Nonetheless, there was hope that joining the Common Market would revive the economy which, as we were managing decline, we could not manage for ourselves.  Britain was seen as the sick man of Europe, with our annual growth in GDP per head terms lagging behind that of France, Italy, even Ireland in the period of 1950-1973. We ran at 2.4%, Ireland at just over 3%, France at just over 4% and Italy, amazingly considering its more recent record, at just under 5%.  And in our early years of membership, the economy did start to grow.  Indeed, the per capita growth of the UK Economy from 1973 – 1995 was ahead of every major European economy, other than France and over the period of 1995 – 2007, though bear in mind that that is a period that encompasses the creation of the Euro, GDP per capita growth eclipsed every major economy in the EU, including France and Germany.

However, before you think I have been brainwashed by the Europhiles it is important to gauge this relative economic success with some caution.  First it takes no account of Lady Thatcher’s domestic revolution in the 1980s, which transformed the British Economy, making it into a world beater rather than a world loser. I do not think anybody dared to suggest to Lady Thatcher that she was in the business of managing decline.  Second, as eminent academics, including Professor Graham Gudgin from the Centre for Business Research at the University of Cambridge, have said, further analysis does not support the frequently repeated claim that membership of the EEC/EU has been good for economic growth in the UK.  This is because growth in UK per capita GDP has been slower since the UK joined the EEC/EU than it was in previous decades: so averages from 1950-1973 of 2.4%, 1973-1995 of 1.76%, 1995-2007 of 2.55%, 2007-2014 of 0%. 

The fact that the UK’s growth appeared to improve relative to the major EU economies was wholly caused by the dramatic slowdown of growth in these EU economies.  So it was not just about managing our decline, it was part of managing the decline of the whole of the European Union by putting a fortress around it – hence our experience as a Member State is that we did relatively better compared with a  part of the world that was itself practically mummified.

Now if we have come to the conclusion that the economic benefits were not that great, it is worth looking at some of the other effects of belonging to the European Union.  In the past few days there has been a great furore over fishing rights and we know well the effect on fishing communities that came from joining the European Union, as our waters were declared a common resource in a disgraceful stitch up organised just before we joined.  But other effects have taken place too, particularly affecting, harming the least well off in our Society.  So when it comes to the unlimited flow of unskilled labour from the EU, analysis that has been undertaken is absolutely clear.  Those on low wages pay little tax and are most likely net recipients from HMRC via tax credits, which they often send back to their country of origin, and they receive many benefits in kind that are of a higher level than those available in their home country  so there is a major subsidy in encouraging people to come to compete with our indigenous communities.
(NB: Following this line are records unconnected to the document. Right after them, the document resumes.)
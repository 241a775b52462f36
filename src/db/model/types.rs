use serde::{Deserialize, Serialize};
use std::fmt::{Display, Formatter};

/// One of the three chain slots the engine is wired to. Which concrete EVM
/// network each slot maps to is decided by configuration.
#[derive(
    Serialize, Deserialize, sqlx::Type, Debug, Clone, Copy, PartialEq, Eq, PartialOrd, Ord, Hash,
)]
pub enum Chain {
    A,
    B,
    C,
}

impl Chain {
    pub const ALL: [Chain; 3] = [Chain::A, Chain::B, Chain::C];
}

impl Display for Chain {
    fn fmt(&self, f: &mut Formatter<'_>) -> std::fmt::Result {
        match self {
            Chain::A => write!(f, "A"),
            Chain::B => write!(f, "B"),
            Chain::C => write!(f, "C"),
        }
    }
}

/// Ordered (source, destination) chain pair of a swap.
#[derive(
    Serialize, Deserialize, sqlx::Type, Debug, Clone, Copy, PartialEq, Eq, PartialOrd, Ord, Hash,
)]
pub enum Direction {
    A2B,
    A2C,
    B2A,
    B2C,
    C2A,
    C2B,
}

impl Direction {
    pub fn source(&self) -> Chain {
        match self {
            Direction::A2B | Direction::A2C => Chain::A,
            Direction::B2A | Direction::B2C => Chain::B,
            Direction::C2A | Direction::C2B => Chain::C,
        }
    }

    pub fn dest(&self) -> Chain {
        match self {
            Direction::B2A | Direction::C2A => Chain::A,
            Direction::A2B | Direction::C2B => Chain::B,
            Direction::A2C | Direction::B2C => Chain::C,
        }
    }

    /// None when source == dest; a swap never settles on its own chain.
    pub fn from_route(source: Chain, dest: Chain) -> Option<Direction> {
        match (source, dest) {
            (Chain::A, Chain::B) => Some(Direction::A2B),
            (Chain::A, Chain::C) => Some(Direction::A2C),
            (Chain::B, Chain::A) => Some(Direction::B2A),
            (Chain::B, Chain::C) => Some(Direction::B2C),
            (Chain::C, Chain::A) => Some(Direction::C2A),
            (Chain::C, Chain::B) => Some(Direction::C2B),
            _ => None,
        }
    }

    /// The two directions a filler for the given destination chain watches.
    pub fn into_dest(dest: Chain) -> [Direction; 2] {
        match dest {
            Chain::A => [Direction::B2A, Direction::C2A],
            Chain::B => [Direction::A2B, Direction::C2B],
            Chain::C => [Direction::A2C, Direction::B2C],
        }
    }

    /// The two directions originating on the given source chain.
    pub fn from_source(source: Chain) -> [Direction; 2] {
        match source {
            Chain::A => [Direction::A2B, Direction::A2C],
            Chain::B => [Direction::B2A, Direction::B2C],
            Chain::C => [Direction::C2A, Direction::C2B],
        }
    }
}

impl Display for Direction {
    fn fmt(&self, f: &mut Formatter<'_>) -> std::fmt::Result {
        match self {
            Direction::A2B => write!(f, "A2B"),
            Direction::A2C => write!(f, "A2C"),
            Direction::B2A => write!(f, "B2A"),
            Direction::B2C => write!(f, "B2C"),
            Direction::C2A => write!(f, "C2A"),
            Direction::C2B => write!(f, "C2B"),
        }
    }
}

#[derive(Serialize, Deserialize, sqlx::Type, Debug, Clone, Copy, PartialEq, Eq)]
pub enum SwapStatus {
    TokenReceived,
    Confirmed,
    Sending,
    Sent,
    Success,
    SendFailed,
    QuoteRejected,
}

impl Display for SwapStatus {
    fn fmt(&self, f: &mut Formatter<'_>) -> std::fmt::Result {
        match self {
            SwapStatus::TokenReceived => write!(f, "TokenReceived"),
            SwapStatus::Confirmed => write!(f, "Confirmed"),
            SwapStatus::Sending => write!(f, "Sending"),
            SwapStatus::Sent => write!(f, "Sent"),
            SwapStatus::Success => write!(f, "Success"),
            SwapStatus::SendFailed => write!(f, "SendFailed"),
            SwapStatus::QuoteRejected => write!(f, "QuoteRejected"),
        }
    }
}

#[derive(Serialize, Deserialize, sqlx::Type, Debug, Clone, Copy, PartialEq, Eq)]
pub enum TxLogStatus {
    Unconfirmed,
    Confirmed,
}

/// Advances Seen -> ConfirmRequest -> AckRequest, never rewinds.
#[derive(Serialize, Deserialize, sqlx::Type, Debug, Clone, Copy, PartialEq, Eq)]
pub enum TxLogPhase {
    Seen,
    ConfirmRequest,
    AckRequest,
}

#[derive(Serialize, Deserialize, sqlx::Type, Debug, Clone, Copy, PartialEq, Eq)]
pub enum FillTxStatus {
    Created,
    Sent,
    Success,
    Failed,
    Missing,
}

#[cfg(test)]
mod tests {
    use super::*;

    #[test]
    fn test_direction_accessors() {
        for dir in [
            Direction::A2B,
            Direction::A2C,
            Direction::B2A,
            Direction::B2C,
            Direction::C2A,
            Direction::C2B,
        ] {
            assert_ne!(dir.source(), dir.dest());
            assert_eq!(Direction::from_route(dir.source(), dir.dest()), Some(dir));
            assert!(Direction::into_dest(dir.dest()).contains(&dir));
            assert!(Direction::from_source(dir.source()).contains(&dir));
        }
    }

    #[test]
    fn test_same_chain_route_rejected() {
        for chain in Chain::ALL {
            assert_eq!(Direction::from_route(chain, chain), None);
        }
    }
}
This is quantifiable in several different ways – specifically on welfare. Recent estimates have found that EU migrants are claiming £4 billion a year in benefits, newcomers in work claim more than £2 billion, whilst those out of work claim around £1.1 billion in tax credits and other benefits.  A further £740 million in child benefits was also claimed.  This becomes, through the tax credits system, effectively a 20% wage subsidy, so each unskilled EU immigrant costs the taxpayer around £3,500 a year.  And this has had an effect, of course, on the poorest in our society, who have found that their jobs have been taken by migrants from the EU. It would be wrong to criticise these migrants, who are individually extremely admirable people and we should never forget that, particularly those of us who are Conservative.  To move half way across a continent to a country where you do not speak the language, to work hard to provide for yourself and a better standard of living for your family is a really noble thing to do, and we should not forget the individuals in this story.  But the effect has been to lower wages for the least well off in our own Society.
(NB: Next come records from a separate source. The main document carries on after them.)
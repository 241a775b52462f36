use crate::db::model::SwapPairDao;
use crate::error::EngineError;
use crate::error::{ErrorBag, ValidationError};
use crate::{err_create, err_custom_create};
use parking_lot::RwLock;
use std::collections::HashMap;
use std::str::FromStr;
use web3::types::{Address, U256};

/// In-memory metadata for one bridged token pair.
#[derive(Clone, Debug)]
pub struct SwapPairIns {
    pub symbol: String,
    pub name: String,
    pub decimals: i64,
    pub low_bound: U256,
    pub upper_bound: U256,
    pub src_token_addr: Address,
    pub dst_token_addr: Address,
}

impl SwapPairIns {
    fn from_dao(pair: &SwapPairDao) -> Result<Self, EngineError> {
        let low_bound = U256::from_dec_str(&pair.low_bound).map_err(|_err| {
            err_create!(ValidationError::new(&format!(
                "invalid lowBound amount: {}",
                pair.low_bound
            )))
        })?;
        let upper_bound = U256::from_dec_str(&pair.upper_bound).map_err(|_err| {
            err_create!(ValidationError::new(&format!(
                "invalid upperBound amount: {}",
                pair.upper_bound
            )))
        })?;
        let src_token_addr = Address::from_str(&pair.src_token_addr)
            .map_err(|_err| err_custom_create!("invalid token address: {}", pair.src_token_addr))?;
        let dst_token_addr = Address::from_str(&pair.dst_token_addr)
            .map_err(|_err| err_custom_create!("invalid token address: {}", pair.dst_token_addr))?;
        Ok(SwapPairIns {
            symbol: pair.symbol.clone(),
            name: pair.name.clone(),
            decimals: pair.decimals,
            low_bound,
            upper_bound,
            src_token_addr,
            dst_token_addr,
        })
    }
}

#[derive(Default)]
struct RegistryInner {
    pairs_by_dst: HashMap<Address, SwapPairIns>,
    src_to_dst: HashMap<Address, Address>,
    dst_to_src: HashMap<Address, Address>,
}

/// Pair metadata shared by the ingestor and the admin surface. Mutators take
/// the write lock, readers the read lock.
pub struct SwapPairRegistry {
    inner: RwLock<RegistryInner>,
}

impl SwapPairRegistry {
    pub fn new() -> Self {
        SwapPairRegistry {
            inner: RwLock::new(RegistryInner::default()),
        }
    }

    pub fn hydrate(&self, pairs: &[SwapPairDao]) -> Result<usize, EngineError> {
        for pair in pairs {
            self.add_pair(pair)?;
        }
        Ok(pairs.len())
    }

    pub fn add_pair(&self, pair: &SwapPairDao) -> Result<(), EngineError> {
        let ins = SwapPairIns::from_dao(pair)?;
        let mut inner = self.inner.write();
        inner.src_to_dst.insert(ins.src_token_addr, ins.dst_token_addr);
        inner.dst_to_src.insert(ins.dst_token_addr, ins.src_token_addr);
        inner.pairs_by_dst.insert(ins.dst_token_addr, ins.clone());
        log::info!(
            "Registered swap pair, symbol {}, src token {:#x}, dst token {:#x}",
            ins.symbol,
            ins.src_token_addr,
            ins.dst_token_addr
        );
        Ok(())
    }

    /// Updates bounds for an existing pair; `available = false` removes it.
    pub fn update_pair(&self, pair: &SwapPairDao) -> Result<(), EngineError> {
        let ins = SwapPairIns::from_dao(pair)?;
        let mut inner = self.inner.write();
        if !inner.pairs_by_dst.contains_key(&ins.dst_token_addr) {
            return Err(err_custom_create!(
                "swap pair instance doesn't exist: {:#x}",
                ins.dst_token_addr
            ));
        }
        if !pair.available {
            inner.pairs_by_dst.remove(&ins.dst_token_addr);
            inner.src_to_dst.remove(&ins.src_token_addr);
            inner.dst_to_src.remove(&ins.dst_token_addr);
            return Ok(());
        }
        let entry = inner
            .pairs_by_dst
            .get_mut(&ins.dst_token_addr)
            .ok_or_else(|| err_custom_create!("swap pair instance doesn't exist"))?;
        entry.low_bound = ins.low_bound;
        entry.upper_bound = ins.upper_bound;
        Ok(())
    }

    pub fn get_by_dst_token(&self, dst_token_addr: Address) -> Result<SwapPairIns, EngineError> {
        self.inner
            .read()
            .pairs_by_dst
            .get(&dst_token_addr)
            .cloned()
            .ok_or_else(|| {
                err_custom_create!("swap pair instance doesn't exist: {:#x}", dst_token_addr)
            })
    }

    /// Pair lookup the ingestor uses: the observed lock event carries the
    /// source-side token contract.
    pub fn resolve_source(&self, src_token_addr: Address) -> Option<SwapPairIns> {
        let inner = self.inner.read();
        let dst = inner.src_to_dst.get(&src_token_addr)?;
        inner.pairs_by_dst.get(dst).cloned()
    }
}

impl Default for SwapPairRegistry {
    fn default() -> Self {
        Self::new()
    }
}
So the Economy has not really grown, communities have been hit and the least well off in the Country have been harmed by the free flow of labour. 

Now we need to look at what the Referendum meant.  What were people doing when they voted to leave, because there has been much talk about that? Some of the great panjandrums of our time have told us that we were all very stupid and that we did not know what we were doing and that we did not realise that we were voting to leave the Customs Union and the Single market, and that it was all done by uneducated people who ought to have listened to their betters.  In truth, the vote was by people who believed in democracy. They recognised that the system that they were used to, where sending a Member of Parliament to Westminster, who would determine their laws and seek redress of grievance, was under threat because once it was EU Law it was impossible.  They voted to take back control and, yes, they had specific concerns and some of these were over immigration and some of them were over agriculture and some over fishing and some over regulation but the fundamental underlying point was about democracy and can you change your Government?  But they also saw that other countries, whether it be large ones such as America, Canada, India and Australia or smaller countries such as Singapore, governed themselves without recourse to a bureaucracy that provided their new laws, a foreign court or regulations imposed by people they had never met or often never heard of.  Many felt they had nothing to lose by turning their backs on Brussels. The dire warnings of Project Fear amplified by self-righteous groups very often funded, like the CBI, by the EU itself fell on deaf ears in many parts of the Country, especially the less well-off ones, because they never felt that these organisations cared about them in the first place.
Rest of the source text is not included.